Collected data entries:
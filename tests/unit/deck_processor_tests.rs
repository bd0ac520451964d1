/*!
 * Tests for the shape tree walker
 */

use std::sync::Arc;

use slidelingo::deck_processor::{DeckProcessor, ProcessingStats};
use slidelingo::document::{Deck, Paragraph, Run, Shape, ShapeKind, Slide, TextFrame};
use crate::common::doubles::{boxed, broken_shape, broken_table, BrokenNotesSlide, BrokenSlide, MixedDeck, MixedSlide};
use crate::common::{self, RecordingTranslator};

fn single_slide(shapes: Vec<Shape>) -> Deck {
    Deck::new(vec![Slide::new(1, shapes)])
}

fn title_frame(deck: &Deck) -> &TextFrame {
    deck.slides[0].shapes[0].text_frame().unwrap()
}

#[tokio::test]
async fn test_process_withTwoRunParagraph_shouldRedistributeAndKeepFormatting() {
    let translator = RecordingTranslator::with_pairs([("Red House", "Casa Roja")]);
    let mut deck = single_slide(vec![Shape::text_box(
        2,
        "Title 1",
        TextFrame::from_paragraphs(vec![Paragraph::from_runs(vec![
            Run::colored("Red ", "C00000"),
            Run::bold("House"),
        ])]),
    )]);

    let stats = DeckProcessor::new(translator.clone()).process(&mut deck).await;

    let runs = &title_frame(&deck).paragraphs[0].runs;
    assert_eq!(runs.len(), 2);
    assert_eq!(runs[0].text, "Casa ");
    assert_eq!(runs[1].text, "Roja");
    assert_eq!(runs[0].format.color.as_deref(), Some("C00000"));
    assert!(runs[1].format.bold);

    assert_eq!(translator.calls(), vec!["Red House"]);
    assert_eq!(stats.text_runs_translated, 2);
    assert_eq!(stats.shapes_processed, 1);
    assert_eq!(stats.slides_processed, 1);
    assert!(stats.errors.is_empty());
}

#[tokio::test]
async fn test_process_withUnchangedTranslation_shouldNotTouchRuns() {
    let translator = RecordingTranslator::with_pairs(Vec::<(String, String)>::new());
    let mut deck = single_slide(vec![Shape::text_box(2, "Title", TextFrame::from_paragraphs(vec![
        Paragraph::from_runs(vec![Run::new("Hello "), Run::bold("world")]),
    ]))]);
    let before = deck.clone();

    let stats = DeckProcessor::new(translator.clone()).process(&mut deck).await;

    assert_eq!(deck, before);
    assert_eq!(stats.text_runs_translated, 0);
    assert_eq!(translator.calls(), vec!["Hello world"]);
}

#[tokio::test]
async fn test_process_shouldTranslateEachParagraphOnce() {
    let translator = RecordingTranslator::with_pairs([("First", "Prvi"), ("Second", "Drugi")]);
    let mut deck = single_slide(vec![Shape::text_box(2, "Body", TextFrame::from_text("First\nSecond"))]);

    let stats = DeckProcessor::new(translator.clone()).process(&mut deck).await;

    assert_eq!(translator.calls(), vec!["First", "Second"]);
    assert_eq!(title_frame(&deck).text(), "Prvi\nDrugi");
    assert_eq!(stats.text_runs_translated, 2);
}

#[tokio::test]
async fn test_process_withEmptyParagraph_shouldNotCallTranslator() {
    let translator = RecordingTranslator::with_pairs([("x", "y")]);
    let mut deck = single_slide(vec![Shape::text_box(2, "Empty", TextFrame::from_paragraphs(vec![
        Paragraph::from_runs(Vec::new()),
    ]))]);

    let stats = DeckProcessor::new(translator.clone()).process(&mut deck).await;

    assert!(translator.calls().is_empty());
    assert_eq!(stats.shapes_processed, 1);
}

#[tokio::test]
async fn test_process_withTable_shouldVisitCellsRowMajorAndCountTable() {
    let translator = RecordingTranslator::with_pairs([("Name", "Ime"), ("Price", "Cena"), ("Apple", "Jabolko")]);
    let mut deck = single_slide(vec![Shape::table(3, "Table", vec![vec!["Name", "Price"], vec!["Apple", "12"]])]);

    let stats = DeckProcessor::new(translator.clone()).process(&mut deck).await;

    assert_eq!(translator.calls(), vec!["Name", "Price", "Apple", "12"]);
    assert_eq!(common::table_texts(&deck.slides[0].shapes[0]), vec!["Ime", "Cena", "Jabolko", "12"]);
    assert_eq!(stats.tables_processed, 1);
    assert_eq!(stats.shapes_processed, 0);
    assert_eq!(stats.text_runs_translated, 3);
}

#[tokio::test]
async fn test_process_withNestedGroups_shouldTranslateInPlace() {
    let translator = RecordingTranslator::with_pairs([("Good morning", "Dobro jutro"), ("Thank you", "Hvala")]);
    let mut deck = single_slide(vec![Shape::group(10, "Outer", vec![
        Shape::text_box(11, "Caption", TextFrame::from_text("Good morning")),
        Shape::group(12, "Inner", vec![Shape::text_box(13, "Label", TextFrame::from_text("Thank you"))]),
    ])]);

    let ids_before = deck.shape_ids();
    let inner_before: *const Shape = &deck.slides[0].shapes[0].children()[1].children()[0];

    let stats = DeckProcessor::new(translator).process(&mut deck).await;

    let inner_after: *const Shape = &deck.slides[0].shapes[0].children()[1].children()[0];
    assert!(std::ptr::eq(inner_before, inner_after));
    assert_eq!(deck.shape_ids(), ids_before);

    let outer = &deck.slides[0].shapes[0];
    assert_eq!(outer.children()[0].text_frame().unwrap().text(), "Dobro jutro");
    assert_eq!(outer.children()[1].children()[0].text_frame().unwrap().text(), "Hvala");

    assert_eq!(stats.groups_traversed, 2);
    assert_eq!(stats.shapes_processed, 2);
}

#[tokio::test]
async fn test_process_withTableAndGroupInsideGroup_shouldVisitEachOnceInPlace() {
    let translator = RecordingTranslator::with_pairs([
        ("Name", "Ime"),
        ("Price", "Cena"),
        ("Apple", "Jabolko"),
        ("Thank you", "Hvala"),
    ]);
    let mut deck = single_slide(vec![Shape::group(10, "Outer", vec![
        Shape::table(11, "Prices", vec![vec!["Name", "Price"], vec!["Apple", "12"]]),
        Shape::group(12, "Inner", vec![Shape::text_box(13, "Label", TextFrame::from_text("Thank you"))]),
    ])]);

    let ids_before = deck.shape_ids();
    let table_before: *const Shape = &deck.slides[0].shapes[0].children()[0];
    let inner_before: *const Shape = &deck.slides[0].shapes[0].children()[1];

    let stats = DeckProcessor::new(translator.clone()).process(&mut deck).await;

    let outer = &deck.slides[0].shapes[0];
    assert!(std::ptr::eq(table_before, &outer.children()[0]));
    assert!(std::ptr::eq(inner_before, &outer.children()[1]));
    assert_eq!(deck.shape_ids(), ids_before);

    assert_eq!(translator.calls(), vec!["Name", "Price", "Apple", "12", "Thank you"]);
    assert_eq!(common::table_texts(&outer.children()[0]), vec!["Ime", "Cena", "Jabolko", "12"]);
    assert_eq!(outer.children()[1].children()[0].text_frame().unwrap().text(), "Hvala");

    assert_eq!(stats.tables_processed, 1);
    assert_eq!(stats.groups_traversed, 2);
    assert_eq!(stats.shapes_processed, 1);
    assert_eq!(stats.text_runs_translated, 4);
    assert!(stats.errors.is_empty());
}

#[tokio::test]
async fn test_process_withNotes_shouldTranslateThemAfterShapes() {
    let translator = RecordingTranslator::with_pairs([("Title", "Naslov"), ("Remember to smile", "Nasmej se")]);
    let mut deck = Deck::new(vec![
        Slide::new(1, vec![Shape::text_box(2, "Title", TextFrame::from_text("Title"))])
            .with_notes(TextFrame::from_text("Remember to smile")),
    ]);

    let stats = DeckProcessor::new(translator.clone()).process(&mut deck).await;

    assert_eq!(translator.calls(), vec!["Title", "Remember to smile"]);
    assert_eq!(deck.slides[0].notes.as_ref().unwrap().text(), "Nasmej se");
    assert_eq!(stats.notes_translated, 1);
}

#[tokio::test]
async fn test_process_withPicture_shouldCountShapeWithoutTranslating() {
    let translator = RecordingTranslator::with_pairs([("x", "y")]);
    let mut deck = single_slide(vec![Shape::picture(4, "Logo")]);

    let stats = DeckProcessor::new(translator.clone()).process(&mut deck).await;

    assert!(translator.calls().is_empty());
    assert_eq!(stats.shapes_processed, 1);
    assert!(matches!(deck.slides[0].shapes[0].kind, ShapeKind::Picture { .. }));
}

#[tokio::test]
async fn test_process_withBrokenThirdSlide_shouldProcessTheOthers() {
    let translator = RecordingTranslator::with_pairs([("Hello", "Zdravo")]);
    let mut slides: Vec<Box<dyn slidelingo::document::SlideNode>> = Vec::new();
    for index in 1..=5 {
        if index == 3 {
            slides.push(Box::new(BrokenSlide));
        } else {
            slides.push(Box::new(Slide::new(index, vec![Shape::text_box(index * 10, "Text", TextFrame::from_text("Hello"))])));
        }
    }
    let mut deck = MixedDeck { slides };

    let stats = DeckProcessor::new(translator.clone()).process(&mut deck).await;

    assert_eq!(stats.slides_processed, 4);
    assert_eq!(stats.shapes_processed, 4);
    assert_eq!(stats.errors.len(), 1);
    assert!(stats.errors[0].contains("slide 3"));
    assert_eq!(translator.calls().len(), 4);
}

#[tokio::test]
async fn test_process_withBrokenShape_shouldContinueWithSiblings() {
    let translator = RecordingTranslator::with_pairs([("Before", "Prej"), ("After", "Potem")]);
    let mut deck = MixedDeck::single(MixedSlide {
        shapes: vec![
            boxed(Shape::text_box(1, "First", TextFrame::from_text("Before"))),
            broken_shape(2),
            boxed(Shape::text_box(3, "Last", TextFrame::from_text("After"))),
        ],
    });

    let stats = DeckProcessor::new(translator.clone()).process(&mut deck).await;

    assert_eq!(translator.calls(), vec!["Before", "After"]);
    assert_eq!(stats.shapes_processed, 2);
    assert_eq!(stats.slides_processed, 1);
    assert_eq!(stats.errors.len(), 1);
    assert!(stats.errors[0].contains("id 2"));
}

#[tokio::test]
async fn test_process_withBrokenTable_shouldRecordTableError() {
    let translator = RecordingTranslator::with_pairs([("Next", "Naslednji")]);
    let mut deck = MixedDeck::single(MixedSlide {
        shapes: vec![broken_table(5), boxed(Shape::text_box(6, "Next", TextFrame::from_text("Next")))],
    });

    let stats = DeckProcessor::new(translator).process(&mut deck).await;

    assert_eq!(stats.tables_processed, 0);
    assert_eq!(stats.shapes_processed, 1);
    assert_eq!(stats.errors.len(), 1);
    assert!(stats.errors[0].contains("table"));
}

#[tokio::test]
async fn test_process_withBrokenNotes_shouldStillCountSlide() {
    let translator = RecordingTranslator::with_pairs([("Hello", "Zdravo")]);
    let slide = Slide::new(1, vec![Shape::text_box(2, "Text", TextFrame::from_text("Hello"))])
        .with_notes(TextFrame::from_text("Notes"));
    let mut deck = MixedDeck::single(BrokenNotesSlide(slide));

    let stats = DeckProcessor::new(translator).process(&mut deck).await;

    assert_eq!(stats.slides_processed, 1);
    assert_eq!(stats.notes_translated, 0);
    assert_eq!(stats.text_runs_translated, 1);
    assert_eq!(stats.errors.len(), 1);
    assert!(stats.errors[0].contains("notes"));
}

#[tokio::test]
async fn test_process_withUnstorableTranslation_shouldRecordShapeError() {
    let translator = RecordingTranslator::with_pairs([("Hello", "Zdr\u{0007}avo"), ("World", "Svet")]);
    let mut deck = single_slide(vec![
        Shape::text_box(1, "Bad", TextFrame::from_text("Hello")),
        Shape::text_box(2, "Good", TextFrame::from_text("World")),
    ]);

    let stats = DeckProcessor::new(translator).process(&mut deck).await;

    assert_eq!(title_frame(&deck).text(), "Hello");
    assert_eq!(deck.slides[0].shapes[1].text_frame().unwrap().text(), "Svet");
    assert_eq!(stats.shapes_processed, 1);
    assert_eq!(stats.errors.len(), 1);
    assert!(stats.errors[0].contains("Invalid run text"));
}

#[tokio::test]
async fn test_process_withUnstorableLaterPiece_shouldLeaveWholeParagraphUntouched() {
    let translator = RecordingTranslator::with_pairs([("Hello world", "Hola mu\u{0001}ndo")]);
    let mut deck = single_slide(vec![Shape::text_box(1, "T", TextFrame::from_paragraphs(vec![
        Paragraph::from_runs(vec![Run::new("Hello "), Run::bold("world")]),
    ]))]);
    let before = deck.clone();

    let stats = DeckProcessor::new(translator).process(&mut deck).await;

    assert_eq!(deck, before);
    assert_eq!(common::run_texts(title_frame(&deck)), vec![vec!["Hello ".to_string(), "world".to_string()]]);
    assert_eq!(stats.text_runs_translated, 0);
    assert_eq!(stats.errors.len(), 1);
    assert!(stats.errors[0].contains("'T' (id 1)"));
    assert!(stats.errors[0].contains("U+0001"));
}

#[tokio::test]
async fn test_process_withSampleDeck_shouldReportAllCounters() {
    let translator = RecordingTranslator::with_pairs(common::sample_translations());
    let mut deck = common::sample_deck();

    let stats = DeckProcessor::new(translator).process(&mut deck).await;

    assert_eq!(stats, ProcessingStats {
        slides_processed: 2,
        shapes_processed: 4,
        text_runs_translated: 8,
        tables_processed: 1,
        notes_translated: 1,
        groups_traversed: 2,
        errors: Vec::new(),
    });
}

#[tokio::test]
async fn test_process_calledTwice_shouldResetStats() {
    let translator = RecordingTranslator::with_pairs(common::sample_translations());
    let mut processor = DeckProcessor::new(translator);

    processor.process(&mut common::sample_deck()).await;
    let stats = processor.process(&mut common::sample_deck()).await;

    assert_eq!(stats.slides_processed, 2);
    assert_eq!(processor.stats(), &stats);
}

#[tokio::test]
async fn test_process_withEmptyDeck_shouldReturnZeroStats() {
    let translator: Arc<RecordingTranslator> = RecordingTranslator::with_pairs([("a", "b")]);
    let stats = DeckProcessor::new(translator).process(&mut Deck::default()).await;
    assert_eq!(stats, ProcessingStats::default());
    assert!(!stats.has_errors());
}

TASK DETAILS:
Reproduce each line of the entries in which the word "Svet" is found.

EXERCISE SOLUTION:
    let translator = RecordingTranslator::with_pairs([("Hello", "Zdr\u{0007}avo"), ("World", "Svet")]);
    assert_eq!(deck.slides[0].shapes[1].text_frame().unwrap().text(), "Svet");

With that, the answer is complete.